Everybody criticizes you. Nobody comes to you and says, ''Oh, Mr. Greenspan, you print too much money; you generate too much credit; your interest rates are too low.'' But the argument from this other school is saying that, precisely the opposite.
It says that because, in the past, you manipulated interest rates, you have caused the boom, therefore, you have made it a certainty that we would have a recession. And literally, by quickly resuming the inflation, the debasement of the currency, that sometimes works and sometimes it doesn't work and that we are now in a period where it isn't working.

It didn't work in Japan, and this is part of human nature too, or the way the businessman responds. One time he responds the way you want and the next time he does not. So, is there a possibility that you recognize that maybe interest rates were manipulated in the wrong direction, and maybe if we had to live with a fiat currency, it would have been better, since 1990, to take the average rate of the overnight rate and just make it 4.5 percent, just left it there, rather than doing this and causing all these gyrations?

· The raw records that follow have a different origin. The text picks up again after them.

#![allow(dead_code)]

use facematch_vision::{FaceDetector, FaceRegion};
use image::{GrayImage, RgbImage};

/// Build a one-stage cascade whose single stump always yields `leaf`.
pub fn constant_cascade(leaf: f32) -> String {
    format!(
        r#"<?xml version="1.0"?>
<opencv_storage>
<cascade type_id="opencv-cascade-classifier"><stageType>BOOST</stageType>
  <featureType>HAAR</featureType>
  <height>24</height>
  <width>24</width>
  <stageNum>1</stageNum>
  <stages>
    <_>
      <maxWeakCount>1</maxWeakCount>
      <stageThreshold>0.</stageThreshold>
      <weakClassifiers>
        <_>
          <internalNodes>
            0 -1 0 0.</internalNodes>
          <leafValues>
            {leaf} {leaf}</leafValues></_></weakClassifiers></_></stages>
  <features>
    <_>
      <rects>
        <_>
          0 0 12 24 -1.</_>
        <_>
          12 0 12 24 1.</_></rects></_></features></cascade>
</opencv_storage>
"#
    )
}

pub fn accept_all_cascade() -> String {
    constant_cascade(1.0)
}

pub fn reject_all_cascade() -> String {
    constant_cascade(-1.0)
}

/// Detector returning a fixed list of regions.
pub struct FixedDetector(pub Vec<FaceRegion>);

impl FaceDetector for FixedDetector {
    fn detect(&self, _gray: &GrayImage) -> Vec<FaceRegion> {
        self.0.clone()
    }
}

pub fn gradient_png(width: u32, height: u32) -> Vec<u8> {
    use image::codecs::png::PngEncoder;
    use image::ImageEncoder;

    let mut img = RgbImage::new(width, height);
    for (x, y, pixel) in img.enumerate_pixels_mut() {
        *pixel = image::Rgb([
            (x * 255 / width.max(1)) as u8,
            (y * 255 / height.max(1)) as u8,
            128,
        ]);
    }
    let mut buffer = Vec::new();
    PngEncoder::new(&mut buffer)
        .write_image(img.as_raw(), width, height, image::ExtendedColorType::Rgb8)
        .unwrap();
    buffer
}

/// JPEG of `gradient_png`'s pattern with an APP1 Exif segment carrying `orientation`.
pub fn jpeg_with_orientation(width: u32, height: u32, orientation: u16) -> Vec<u8> {
    use std::io::Cursor;

    let img = image::load_from_memory(&gradient_png(width, height)).unwrap();
    let mut jpeg = Vec::new();
    img.write_to(&mut Cursor::new(&mut jpeg), image::ImageFormat::Jpeg)
        .unwrap();

    // Little-endian TIFF header, one IFD with a single SHORT Orientation (0x0112) entry.
    let mut tiff = vec![b'I', b'I', 0x2A, 0x00, 0x08, 0x00, 0x00, 0x00, 0x01, 0x00];
    tiff.extend_from_slice(&[0x12, 0x01, 0x03, 0x00, 0x01, 0x00, 0x00, 0x00]);
    tiff.extend_from_slice(&orientation.to_le_bytes());
    tiff.extend_from_slice(&[0x00, 0x00, 0x00, 0x00, 0x00, 0x00]);

    let length = (2 + 6 + tiff.len()) as u16;
    let mut app1 = vec![0xFF, 0xE1];
    app1.extend_from_slice(&length.to_be_bytes());
    app1.extend_from_slice(b"Exif\0\0");
    app1.extend_from_slice(&tiff);

    // Right after SOI.
    let mut out = jpeg[..2].to_vec();
    out.extend_from_slice(&app1);
    out.extend_from_slice(&jpeg[2..]);
    out
}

I would like you to comment on this, these ideas about monetary policy, in the hopes that maybe we can avoid what we in the hard money school see as a very serious problem and one that could get a lot worse, where we do not revive our economy, just as Japan has not been able to revive theirs.

Mr. GREENSPAN. Mr. Chairman, so long as you have fiat currency, which is a statutory issue, a central bank properly functioning will endeavor to, in many cases, replicate what a gold standard would itself generate.

If you take the period in the United States where the gold standard was functioning as close as you can get to its ideal, which would be from probably 1879 probably through the turn of the century, you had a number of business cycles in that period. And in many respects, they had very much the same characteristics that
we just observed in the last couple of years: the euphoria that builds up when the outlook improves and people overextend themselves and the markets shut them down.

Well, what shut down the market was the very significant rise in real, long-term interest rates in 1999, and in that regard, that is the way a gold standard would have worked. So I would submit to you that the presumption that if you have a hard currency regime, you will somehow alter human nature any more than a fiat
currency one will, I will suggest that that does not happen.

I certainly agree with you that if we would just pump out liquidity indefinitely, the distortions that would occur in the system would be very difficult to pull back together. I submit that is not what we do, and indeed, I would argue that given the fact that we have a fiat currency and that is the law of the land, we do as good a job as one can do in the context of the issues that you raise.